__TASK DESCRIPTION__
Take the data below and copy exactly the lines starting at the one with "let description = nested.description.clone();" and finishing at the one with "let meta = FieldMeta::new(true, description, false);", both included.

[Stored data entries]
.....
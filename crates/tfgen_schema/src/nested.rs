//! Nested block resolution.
//!
//! A nested block's nesting mode and item limits decide whether it becomes a
//! single object or a collection of objects in the parent's fields.

use std::fmt;

use tracing::debug;

use crate::error::{SchemaError, SchemaResult};
use crate::extract::SchemaExtractor;
use crate::model::{CollectionKind, FieldMeta, TerraformType};
use crate::raw::NestedBlockSchema;

/// Supported nesting modes of a nested block.
#[derive(Debug, Clone, Copy, PartialEq, Eq)]
pub enum NestingMode {
    /// At most one block.
    Single,
    /// Ordered, zero or more blocks.
    List,
    /// Unordered, zero or more blocks.
    Set,
}

impl NestingMode {
    pub fn as_str(&self) -> &'static str {
        match self {
            NestingMode::Single => "single",
            NestingMode::List => "list",
            NestingMode::Set => "set",
        }
    }

    /// Parse the mode of the nested block `name`.
    pub fn parse(name: &str, mode: Option<&str>) -> SchemaResult<Self> {
        match mode {
            Some("single") => Ok(NestingMode::Single),
            Some("list") => Ok(NestingMode::List),
            Some("set") => Ok(NestingMode::Set),
            Some(other) => Err(SchemaError::UnknownNestingMode {
                block: name.to_string(),
                mode: other.to_string(),
            }),
            None => Err(SchemaError::MissingNestingMode(name.to_string())),
        }
    }
}

impl fmt::Display for NestingMode {
    fn fmt(&self, f: &mut fmt::Formatter<'_>) -> fmt::Result {
        write!(f, "{}", self.as_str())
    }
}

impl SchemaExtractor<'_> {
    /// Resolve one nested block into the type that replaces it in its parent.
    ///
    /// - `single` is always an optional object.
    /// - `list` with `max_items = 1` collapses into an object, required when
    ///   `min_items = 1`. Otherwise it is a list of required objects.
    /// - `set` is always an optional set of objects; item limits are ignored.
    pub fn resolve_nested_block(
        &self,
        name: &str,
        path: &str,
        nested: &NestedBlockSchema,
    ) -> SchemaResult<TerraformType> {
        let mode = NestingMode::parse(name, nested.nesting_mode.as_deref())?;
        let required = nested.min_items == Some(1);
        let singleton = nested.max_items == Some(1);
        let description = nested.description.clone();

        debug!(
            "Resolving nested block {} (mode={}, required={}, singleton={})",
            path, mode, required, singleton
        );

        let typ = match mode {
            NestingMode::Single => {
                let meta = FieldMeta::new(true, description, false);
                self.extract_block(&nested.block, path, meta)?.into()
            }
            NestingMode::List if singleton => {
                let meta = FieldMeta::new(!required, description, false);
                self.extract_block(&nested.block, path, meta)?.into()
            }
            NestingMode::List => {
                let element = self.extract_block(&nested.block, path, FieldMeta::default())?;
                TerraformType::container(
                    CollectionKind::List,
                    element.into(),
                    FieldMeta::new(!required, description, false),
                )
            }
            NestingMode::Set => {
                let element = self.extract_block(&nested.block, path, FieldMeta::default())?;
                TerraformType::container(
                    CollectionKind::Set,
                    element.into(),
                    FieldMeta::new(true, description, false),
                )
            }
        };

        Ok(typ)
    }
}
.....
__ANSWER SPACE__
        let description = nested.description.clone();

        debug!(
            "Resolving nested block {} (mode={}, required={}, singleton={})",
            path, mode, required, singleton
        );

        let typ = match mode {
            NestingMode::Single => {
                let meta = FieldMeta::new(true, description, false);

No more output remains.